U.S. oil drilling, output moving higher with energy prices

CREDIT: REUTERS/ADREES LATIF

(Reuters) – U.S. oil production forecasts are being revised upwards despite labor and supply chain constraints as higher prices spur more drilling and well completion activity, according to industry experts.

Calls for new oil supplies are being answered by more producers as U.S. prices stay above $100 per barrel, propelled by Russia’s invasion of Ukraine. Prices are up 70% year-over-year, offsetting worries of a second pandemic price drop and inflation.

U.S. output will end the year up 1.29 million barrels per day (bpd), at 12.86 million bpd, according to consultancy East Daley Capital, which closely tracks energy supplied to U.S. pipelines. Its latest forecast increase is roughly 300,000 bpd, or 23%, higher than in its December outlook.
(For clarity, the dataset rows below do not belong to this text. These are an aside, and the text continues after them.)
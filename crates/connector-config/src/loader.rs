//! Configuration loading from files and environment.

use crate::types::{ConnectorConfig, LOG_LEVELS};
use crate::ConfigError;
use std::env;
use std::path::{Path, PathBuf};
use tracing::{debug, info};

/// Serialization format of a configuration file.
#[derive(Debug, Clone, Copy, PartialEq, Eq)]
pub enum ConfigFormat {
	Toml,
	Json,
	Yaml,
}

impl ConfigFormat {
	/// Picks the format from the file extension.
	pub fn from_path(path: &Path) -> Result<Self, ConfigError> {
		match path.extension().and_then(|s| s.to_str()) {
			Some("toml") => Ok(Self::Toml),
			Some("json") => Ok(Self::Json),
			Some("yaml") | Some("yml") => Ok(Self::Yaml),
			_ => Err(ConfigError::UnsupportedFormat(path.display().to_string())),
		}
	}
}

/// Configuration loader with environment variable overrides
pub struct ConfigLoader {
	file_path: Option<PathBuf>,
	env_prefix: String,
}

impl Default for ConfigLoader {
	fn default() -> Self {
		Self::new()
	}
}

impl ConfigLoader {
	pub fn new() -> Self {
		Self {
			file_path: None,
			env_prefix: "CONNECTOR_".to_string(),
		}
	}

	pub fn with_file<P: AsRef<Path>>(mut self, path: P) -> Self {
		self.file_path = Some(path.as_ref().to_path_buf());
		self
	}

	pub fn with_env_prefix(mut self, prefix: impl Into<String>) -> Self {
		self.env_prefix = prefix.into();
		self
	}

	/// Loads the file (or defaults when none is set), applies environment
	/// overrides and validates the result.
	pub async fn load(&self) -> Result<ConnectorConfig, ConfigError> {
		let mut config = match &self.file_path {
			Some(path) => {
				info!("Loading configuration from {:?}", path);
				let contents = tokio::fs::read_to_string(path).await.map_err(|e| {
					if e.kind() == std::io::ErrorKind::NotFound {
						ConfigError::FileNotFound(path.display().to_string())
					} else {
						ConfigError::Io(e)
					}
				})?;
				Self::parse(&contents, ConfigFormat::from_path(path)?)?
			}
			None => {
				debug!("No configuration file given, using defaults");
				ConnectorConfig::default()
			}
		};

		self.apply_env_overrides(&mut config)?;
		validate_config(&config)?;
		Ok(config)
	}

	/// Parses configuration text in the given format.
	pub fn parse(contents: &str, format: ConfigFormat) -> Result<ConnectorConfig, ConfigError> {
		match format {
			ConfigFormat::Toml => {
				toml::from_str(contents).map_err(|e| ConfigError::Parse(e.to_string()))
			}
			ConfigFormat::Json => {
				serde_json::from_str(contents).map_err(|e| ConfigError::Parse(e.to_string()))
			}
			ConfigFormat::Yaml => {
				serde_yaml::from_str(contents).map_err(|e| ConfigError::Parse(e.to_string()))
			}
		}
	}

	fn apply_env_overrides(&self, config: &mut ConnectorConfig) -> Result<(), ConfigError> {
		if let Ok(level) = env::var(format!("{}LOG_LEVEL", self.env_prefix)) {
			debug!("Overriding log level from environment");
			config.logging.level = level;
		}

		if let Ok(json) = env::var(format!("{}LOG_JSON", self.env_prefix)) {
			config.logging.json = json.parse().map_err(|e| {
				ConfigError::Validation(format!("Invalid {}LOG_JSON: {}", self.env_prefix, e))
			})?;
		}

		if let Ok(timeout) = env::var(format!("{}REQUEST_TIMEOUT_MS", self.env_prefix)) {
			debug!("Overriding request timeout from environment");
			config.connector.request_timeout_ms = Some(timeout.parse().map_err(|e| {
				ConfigError::Validation(format!(
					"Invalid {}REQUEST_TIMEOUT_MS: {}",
					self.env_prefix, e
				))
			})?);
		}

		Ok(())
	}
}

/// Validate configuration
pub fn validate_config(config: &ConnectorConfig) -> Result<(), ConfigError> {
	if let Some(chain_ids) = &config.connector.supported_chain_ids {
		if chain_ids.is_empty() {
			return Err(ConfigError::Validation(
				"supported_chain_ids must not be empty; omit it to accept every chain".to_string(),
			));
		}
		if chain_ids.contains(&0) {
			return Err(ConfigError::Validation(
				"supported_chain_ids must not contain 0".to_string(),
			));
		}
	}

	if config.connector.request_timeout_ms == Some(0) {
		return Err(ConfigError::Validation(
			"request_timeout_ms must be greater than 0".to_string(),
		));
	}

	let level = config.logging.level.to_ascii_lowercase();
	if !LOG_LEVELS.contains(&level.as_str()) {
		return Err(ConfigError::Validation(format!(
			"Unknown log level '{}'",
			config.logging.level
		)));
	}

	Ok(())
}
The bulk of the projected annual rise – 1.13 million bpd – comes from the Permian Basin, the top U.S. shale field that has propelled the United States to an energy powerhouse. There were 332 oil rigs drilling there last week, the most since April 2020.

“U.S. oil prices are $30 to $40 per barrel higher” than late last year and “rig counts are becoming more responsive” to that price movement, said AJ O’Donnell, a director at East Daley Capital.

PROFITS AT HALF THE LEVEL

At $104 per barrel CLc1, oil is roughly twice what Permian Basin producers said was needed to profitably drill wells, according to a Federal Reserve Bank of Dallas survey.

March filings for drilling permits there hit 904, a monthly high, which “reflects a robust expansion” for horizontal drilling in west Texas and eastern New Mexico, said Rystad Energy.

Shale firms also are tapping drilled-but-uncompleted wells, standbys that can be quickly added to production. The number of such wells fell in February to 4,372, the lowest since 2013, U.S. data shows.

On Tuesday, pipeline operator Enterprise Products Partners forecast U.S. oil production to reach 12.4 million bpd by December, up 800,000 bpd from a year ago, and within 5% of the pre-pandemic record.

“There are 9 million productive acres that we’ll call Tier 1 through Tier 4,” based on potential output, Tony Chovanec, a senior vice president, told analysts. “With $80 oil, we think 2 million acres moves from lower tier to top tier economics.”